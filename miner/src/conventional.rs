//! Conventional-commit classification of commit messages.

use regex::Regex;
use serde::{Deserialize, Serialize};
use std::sync::OnceLock;

/// Commit types recognized in `type(scope)!: description` headers.
pub const COMMIT_TYPES: &[&str] = &[
    "feat", "fix", "docs", "style", "refactor", "perf", "test", "chore", "build", "ci", "revert",
];

/// Type reported when the header does not follow the grammar.
pub const OTHER_TYPE: &str = "other";

const BREAKING_TOKEN: &str = "BREAKING CHANGE";

/// Classification of a commit message.
#[derive(Debug, Clone, PartialEq, Serialize, Deserialize)]
#[serde(rename_all = "camelCase")]
pub struct ConventionalCommit {
    #[serde(rename = "type")]
    pub commit_type: String,
    #[serde(skip_serializing_if = "Option::is_none")]
    pub scope: Option<String>,
    pub description: String,
    pub breaking: bool,
    pub issues: Vec<u64>,
    pub is_valid: bool,
}

fn header_regex() -> &'static Regex {
    static REGEX: OnceLock<Regex> = OnceLock::new();
    REGEX.get_or_init(|| {
        let types = COMMIT_TYPES.join("|");
        Regex::new(&format!(r"^(?i:({}))(?:\(([^()]+)\))?(!)?:\s*(\S.*)$", types))
            .expect("Invalid regex")
    })
}

fn issue_regex() -> &'static Regex {
    static REGEX: OnceLock<Regex> = OnceLock::new();
    REGEX.get_or_init(|| {
        Regex::new(r"(?i)(?:\b(?:fix(?:es|ed)?|close[sd]?|resolve[sd]?)\s+)?#(\d+)\b")
            .expect("Invalid regex")
    })
}

fn casual_prefix_regex() -> &'static Regex {
    static REGEX: OnceLock<Regex> = OnceLock::new();
    REGEX.get_or_init(|| {
        Regex::new(r"(?i)^(wip|fix|update|add|remove)\b[\s:\-]*").expect("Invalid regex")
    })
}

/// Classify a full commit message (subject plus optional body).
pub fn parse_commit_message(message: &str) -> ConventionalCommit {
    let first_line = message.lines().next().unwrap_or_default().trim();
    let issues = extract_issues(message);
    let mentions_breaking = message.contains(BREAKING_TOKEN);

    match header_regex().captures(first_line) {
        Some(caps) => ConventionalCommit {
            commit_type: caps[1].to_ascii_lowercase(),
            scope: caps.get(2).map(|m| m.as_str().trim().to_string()),
            description: caps[4].trim().to_string(),
            breaking: caps.get(3).is_some() || mentions_breaking,
            issues,
            is_valid: true,
        },
        None => ConventionalCommit {
            commit_type: OTHER_TYPE.to_string(),
            scope: None,
            description: normalize_description(first_line),
            breaking: mentions_breaking,
            issues,
            is_valid: false,
        },
    }
}

/// Issue numbers referenced anywhere in the message, first mention first.
pub fn extract_issues(message: &str) -> Vec<u64> {
    let mut issues: Vec<u64> = Vec::new();
    for caps in issue_regex().captures_iter(message) {
        if let Ok(number) = caps[1].parse::<u64>() {
            if !issues.contains(&number) {
                issues.push(number);
            }
        }
    }
    issues
}

/// Tidy a free-form subject line into a sentence.
pub fn normalize_description(line: &str) -> String {
    let line = line
        .trim()
        .trim_start_matches(|c: char| matches!(c, '-' | '*' | '+' | '•') || c.is_whitespace());
    let stripped = match casual_prefix_regex().find(line) {
        Some(m) => &line[m.end()..],
        None => line,
    };
    let stripped = stripped.trim();

    let mut chars = stripped.chars();
    let mut out = match chars.next() {
        Some(first) => first.to_uppercase().chain(chars).collect::<String>(),
        None => return String::new(),
    };
    if !out.ends_with(['.', '!', '?']) {
        out.push('.');
    }
    out
}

·····

- ASSIGNED TASK
Could you reproduce, exactly, every line above from the line with "None => ConventionalCommit" to the line with "for caps in", and no other line? Both ends count.

- SOLVED PROBLEM
        None => ConventionalCommit {
            commit_type: OTHER_TYPE.to_string(),
            scope: None,
            description: normalize_description(first_line),
            breaking: mentions_breaking,
            issues,
            is_valid: false,
        },
    }
}

/// Issue numbers referenced anywhere in the message, first mention first.
pub fn extract_issues(message: &str) -> Vec<u64> {
    let mut issues: Vec<u64> = Vec::new();
    for caps in issue_regex().captures_iter(message) {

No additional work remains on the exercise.